▶ Try it
Each line of the listing below containing the word "expected" should be returned.

▶ Records for processing
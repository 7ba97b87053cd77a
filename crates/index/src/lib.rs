//! # Metric Index
//!
//! A best-effort similarity index over catalog metric embeddings.
//!
//! The catalog store is the source of truth; this crate only mirrors the
//! `(metric_id, embedding)` pairs so that nearest-neighbor queries do not need
//! a full scan of the store. Whether acceleration exists at all is decided
//! once, at startup, by probing an ordered list of [`IndexCandidate`]s:
//!
//! - [`IndexCandidate::Hnsw`]: an in-process HNSW graph ([`ann`]).
//! - [`IndexCandidate::Qdrant`]: an external qdrant collection (`qdrant` feature).
//! - [`IndexCandidate::Disabled`]: no acceleration.
//!
//! The first candidate that initializes wins. If none does, the
//! [`EmbeddingIndex`] is [`IndexState::Unavailable`] and callers must use
//! their text fallback.
//!
//! ## State machine
//!
//! `Available -> Unavailable` happens when probing fails, or later when the
//! backend fails at runtime. There is no transition back within a process
//! lifetime.
//!
//! ## Example Usage
//!
//! ```
//! use index::{ann::AnnConfig, EmbeddingIndex, IndexCandidate, IndexState};
//!
//! let index = EmbeddingIndex::probe(&[IndexCandidate::Hnsw(AnnConfig::default())], 2);
//! assert_eq!(index.state(), IndexState::Available);
//!
//! index.upsert(1, &[1.0, 0.0]);
//! index.upsert(2, &[0.0, 1.0]);
//! let hits = index.search(&[1.0, 0.1], 5, 0.7).unwrap();
//! assert_eq!(hits[0].metric_id, 1);
//! ```

pub mod ann;
mod backend;
#[cfg(feature = "qdrant")]
mod qdrant;
pub mod similarity;

pub use backend::{probe, DisabledIndex, IndexCandidate, QdrantConfig, VectorIndex};
#[cfg(feature = "qdrant")]
pub use qdrant::QdrantIndex;

use serde::{Deserialize, Serialize};
use std::collections::BTreeSet;
use std::fmt;
use std::sync::atomic::{AtomicBool, Ordering};
use thiserror::Error;
use tracing::warn;

/// Metric ids are the catalog's integer identifiers.
pub type MetricId = u64;

/// A single nearest-neighbor result. `score` is cosine similarity.
#[derive(Debug, Clone, Copy, PartialEq, Serialize, Deserialize)]
pub struct IndexHit {
    pub metric_id: MetricId,
    pub score: f32,
}

#[derive(Error, Debug, Clone, PartialEq)]
pub enum IndexError {
    #[error("embedding index unavailable: {0}")]
    Unavailable(String),
    #[error("dimension mismatch: expected {expected}, got {got}")]
    DimensionMismatch { expected: usize, got: usize },
    #[error("index backend error: {0}")]
    Backend(String),
}

#[derive(Debug, Clone, Copy, PartialEq, Eq, Serialize, Deserialize)]
#[serde(rename_all = "SCREAMING_SNAKE_CASE")]
pub enum IndexState {
    Available,
    Unavailable,
}

impl fmt::Display for IndexState {
    fn fmt(&self, f: &mut fmt::Formatter<'_>) -> fmt::Result {
        match self {
            IndexState::Available => f.write_str("AVAILABLE"),
            IndexState::Unavailable => f.write_str("UNAVAILABLE"),
        }
    }
}

/// The engine-facing index: an optional backend plus a one-way availability
/// flag.
///
/// Writes never fail from the caller's point of view; a failing backend is
/// logged and the index downgrades itself to unavailable. Searches report
/// unavailability as an error so callers can fall back.
pub struct EmbeddingIndex {
    backend: Option<Box<dyn VectorIndex>>,
    available: AtomicBool,
    dimension: usize,
}

impl EmbeddingIndex {
    /// Probe `candidates` in order and keep the first one that initializes.
    pub fn probe(candidates: &[IndexCandidate], dimension: usize) -> Self {
        match backend::probe(candidates, dimension) {
            Some(backend) => Self::from_backend(backend),
            None => Self::unavailable(dimension),
        }
    }

    /// Wrap an already-initialized backend.
    pub fn from_backend(backend: Box<dyn VectorIndex>) -> Self {
        let dimension = backend.dimension();
        Self {
            backend: Some(backend),
            available: AtomicBool::new(true),
            dimension,
        }
    }

    pub fn unavailable(dimension: usize) -> Self {
        Self {
            backend: None,
            available: AtomicBool::new(false),
            dimension,
        }
    }

    pub fn state(&self) -> IndexState {
        if self.backend.is_some() && self.available.load(Ordering::Acquire) {
            IndexState::Available
        } else {
            IndexState::Unavailable
        }
    }

    pub fn is_available(&self) -> bool {
        self.state() == IndexState::Available
    }

    pub fn dimension(&self) -> usize {
        self.dimension
    }

    /// Name of the active backend, if any.
    pub fn backend_name(&self) -> Option<&'static str> {
        self.backend
            .as_deref()
            .filter(|_| self.is_available())
            .map(|b| b.name())
    }

    /// Permanently switch to the text fallback for this process.
    pub fn force_unavailable(&self, reason: &str) {
        if self.available.swap(false, Ordering::AcqRel) {
            warn!(reason, "embedding index downgraded to UNAVAILABLE");
        }
    }

    /// True when the active backend does not persist entries and must be
    /// refilled from the catalog after startup.
    pub fn needs_rebuild(&self) -> bool {
        self.active().map(|b| !b.is_durable()).unwrap_or(false)
    }

    /// Load every `(metric_id, embedding)` pair. Stops and downgrades on the
    /// first backend failure.
    pub fn rebuild<I>(&self, entries: I) -> usize
    where
        I: IntoIterator<Item = (MetricId, Vec<f32>)>,
    {
        let mut loaded = 0;
        for (metric_id, embedding) in entries {
            if !self.upsert(metric_id, &embedding) {
                break;
            }
            loaded += 1;
        }
        loaded
    }

    /// Make a durable backend match the catalog's `(metric_id, embedding)`
    /// pairs: ids the catalog no longer has are removed and every pair is
    /// re-upserted. Returns `(removed, loaded)`, or `None` when the backend
    /// failed part way and the index downgraded.
    pub fn reconcile(&self, entries: Vec<(MetricId, Vec<f32>)>) -> Option<(usize, usize)> {
        let backend = self.active()?;
        let indexed = match backend.ids() {
            Ok(ids) => ids,
            Err(err) => {
                self.downgrade(backend.name(), "ids", &err);
                return None;
            }
        };

        let live: BTreeSet<MetricId> = entries.iter().map(|(id, _)| *id).collect();
        let mut removed = 0;
        for metric_id in indexed.into_iter().filter(|id| !live.contains(id)) {
            if !self.remove(metric_id) {
                return None;
            }
            removed += 1;
        }

        let total = entries.len();
        let loaded = self.rebuild(entries);
        (loaded == total).then_some((removed, loaded))
    }

    /// Mirror a catalog embedding. Returns false when the index is (or just
    /// became) unavailable.
    pub fn upsert(&self, metric_id: MetricId, embedding: &[f32]) -> bool {
        let Some(backend) = self.active() else {
            return false;
        };
        match backend.upsert(metric_id, embedding) {
            Ok(()) => true,
            Err(err) => {
                self.downgrade(backend.name(), "upsert", &err);
                false
            }
        }
    }

    /// Drop a metric from the mirror. Returns false when the index is (or just
    /// became) unavailable.
    pub fn remove(&self, metric_id: MetricId) -> bool {
        let Some(backend) = self.active() else {
            return false;
        };
        match backend.remove(metric_id) {
            Ok(()) => true,
            Err(err) => {
                self.downgrade(backend.name(), "remove", &err);
                false
            }
        }
    }

    /// Nearest neighbors by cosine similarity, best first, ties by lowest id.
    ///
    /// A query of the wrong dimension is rejected without touching the
    /// backend or the availability state.
    pub fn search(
        &self,
        query: &[f32],
        top_k: usize,
        threshold: f32,
    ) -> Result<Vec<IndexHit>, IndexError> {
        if query.len() != self.dimension {
            return Err(IndexError::DimensionMismatch {
                expected: self.dimension,
                got: query.len(),
            });
        }
        let backend = self
            .active()
            .ok_or_else(|| IndexError::Unavailable("no active backend".into()))?;
        backend.search(query, top_k, threshold).map_err(|err| {
            self.downgrade(backend.name(), "search", &err);
            IndexError::Unavailable(err.to_string())
        })
    }

    /// Number of mirrored entries, if the index is available.
    pub fn len(&self) -> Option<usize> {
        self.active().and_then(|b| b.len().ok())
    }

    fn active(&self) -> Option<&dyn VectorIndex> {
        self.backend.as_deref().filter(|_| self.is_available())
    }

    fn downgrade(&self, backend: &str, op: &str, err: &IndexError) {
        warn!(backend, op, error = %err, "embedding index operation failed");
        self.force_unavailable(op);
    }
}

#[cfg(test)]
mod tests {
    use super::ann::AnnConfig;
    use super::*;
    use std::sync::atomic::AtomicUsize;
    use std::sync::Arc;

    /// Backend that starts failing after a number of successful calls.
    struct Flaky {
        budget: AtomicUsize,
    }

    impl Flaky {
        fn failing_after(n: usize) -> Self {
            Self {
                budget: AtomicUsize::new(n),
            }
        }

        fn tick(&self) -> Result<(), IndexError> {
            let left = self.budget.load(Ordering::SeqCst);
            if left == 0 {
                return Err(IndexError::Backend("simulated failure".into()));
            }
            self.budget.store(left - 1, Ordering::SeqCst);
            Ok(())
        }
    }

    impl VectorIndex for Flaky {
        fn name(&self) -> &'static str {
            "flaky"
        }
        fn dimension(&self) -> usize {
            2
        }
        fn is_durable(&self) -> bool {
            true
        }
        fn upsert(&self, _: MetricId, _: &[f32]) -> Result<(), IndexError> {
            self.tick()
        }
        fn remove(&self, _: MetricId) -> Result<(), IndexError> {
            self.tick()
        }
        fn search(&self, _: &[f32], _: usize, _: f32) -> Result<Vec<IndexHit>, IndexError> {
            self.tick().map(|_| Vec::new())
        }
        fn len(&self) -> Result<usize, IndexError> {
            Ok(0)
        }
        fn ids(&self) -> Result<Vec<MetricId>, IndexError> {
            self.tick().map(|_| Vec::new())
        }
    }

    #[test]
    fn probing_failure_is_unavailable() {
        let index = EmbeddingIndex::probe(&[IndexCandidate::Disabled], 3);
        assert_eq!(index.state(), IndexState::Unavailable);
        assert!(!index.upsert(1, &[1.0, 0.0, 0.0]));
        assert!(matches!(
            index.search(&[1.0, 0.0, 0.0], 1, 0.0),
            Err(IndexError::Unavailable(_))
        ));
        assert_eq!(index.backend_name(), None);
    }

    #[test]
    fn hnsw_probe_is_available_and_needs_rebuild() {
        let index = EmbeddingIndex::probe(&[IndexCandidate::Hnsw(AnnConfig::default())], 2);
        assert!(index.is_available());
        assert!(index.needs_rebuild());
        assert_eq!(index.backend_name(), Some("hnsw"));

        let loaded = index.rebuild(vec![(1, vec![1.0, 0.0]), (2, vec![0.0, 1.0])]);
        assert_eq!(loaded, 2);
        assert_eq!(index.len(), Some(2));
    }

    #[test]
    fn runtime_failure_downgrades_permanently() {
        let index = EmbeddingIndex::from_backend(Box::new(Flaky::failing_after(1)));
        assert!(index.upsert(1, &[1.0, 0.0]));
        assert!(!index.needs_rebuild());

        assert!(index.search(&[1.0, 0.0], 1, 0.0).is_err());
        assert_eq!(index.state(), IndexState::Unavailable);

        // No way back.
        assert!(!index.upsert(2, &[0.0, 1.0]));
        assert_eq!(index.state(), IndexState::Unavailable);
    }

    #[test]
    fn reconcile_drops_unknown_ids_and_backfills() {
        let index = EmbeddingIndex::probe(&[IndexCandidate::Hnsw(AnnConfig::default())], 2);
        index.upsert(1, &[1.0, 0.0]);
        index.upsert(9, &[0.0, 1.0]);

        let outcome = index.reconcile(vec![(1, vec![1.0, 0.0]), (2, vec![0.6, 0.8])]);
        assert_eq!(outcome, Some((1, 2)));
        assert_eq!(index.len(), Some(2));
        let hits = index.search(&[0.0, 1.0], 5, 0.99).unwrap();
        assert!(hits.is_empty());
    }

    #[test]
    fn reconcile_failure_downgrades() {
        let index = EmbeddingIndex::from_backend(Box::new(Flaky::failing_after(0)));
        assert_eq!(index.reconcile(vec![(1, vec![1.0, 0.0])]), None);
        assert_eq!(index.state(), IndexState::Unavailable);
    }

    #[test]
    fn wrong_query_dimension_does_not_downgrade() {
        let index = EmbeddingIndex::probe(&[IndexCandidate::Hnsw(AnnConfig::default())], 2);
        assert!(matches!(
            index.search(&[1.0, 0.0, 0.0], 1, 0.0),
            Err(IndexError::DimensionMismatch { expected: 2, got: 3 })
        ));
        assert!(index.is_available());
    }

    #[test]
    fn force_unavailable_is_idempotent() {
        let index = EmbeddingIndex::probe(&[IndexCandidate::Hnsw(AnnConfig::default())], 2);
        index.force_unavailable("test");
        index.force_unavailable("test");
        assert_eq!(index.state(), IndexState::Unavailable);
        assert_eq!(index.len(), None);
    }

    #[test]
    fn concurrent_writers_and_readers() {
        let index = Arc::new(EmbeddingIndex::probe(
            &[IndexCandidate::Hnsw(AnnConfig::default())],
            2,
        ));
        let handles: Vec<_> = (0..4u64)
            .map(|t| {
                let index = Arc::clone(&index);
                std::thread::spawn(move || {
                    for i in 0..50u64 {
                        index.upsert(t * 100 + i + 1, &[1.0, i as f32]);
                        let _ = index.search(&[1.0, 0.0], 3, 0.0).unwrap();
                    }
                })
            })
            .collect();
        for handle in handles {
            handle.join().unwrap();
        }
        assert_eq!(index.len(), Some(200));
    }

    #[test]
    fn state_display() {
        assert_eq!(IndexState::Available.to_string(), "AVAILABLE");
        assert_eq!(IndexState::Unavailable.to_string(), "UNAVAILABLE");
    }
}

▶ Response box
    #[error("dimension mismatch: expected {expected}, got {got}")]
    DimensionMismatch { expected: usize, got: usize },
                expected: self.dimension,
            Err(IndexError::DimensionMismatch { expected: 2, got: 3 })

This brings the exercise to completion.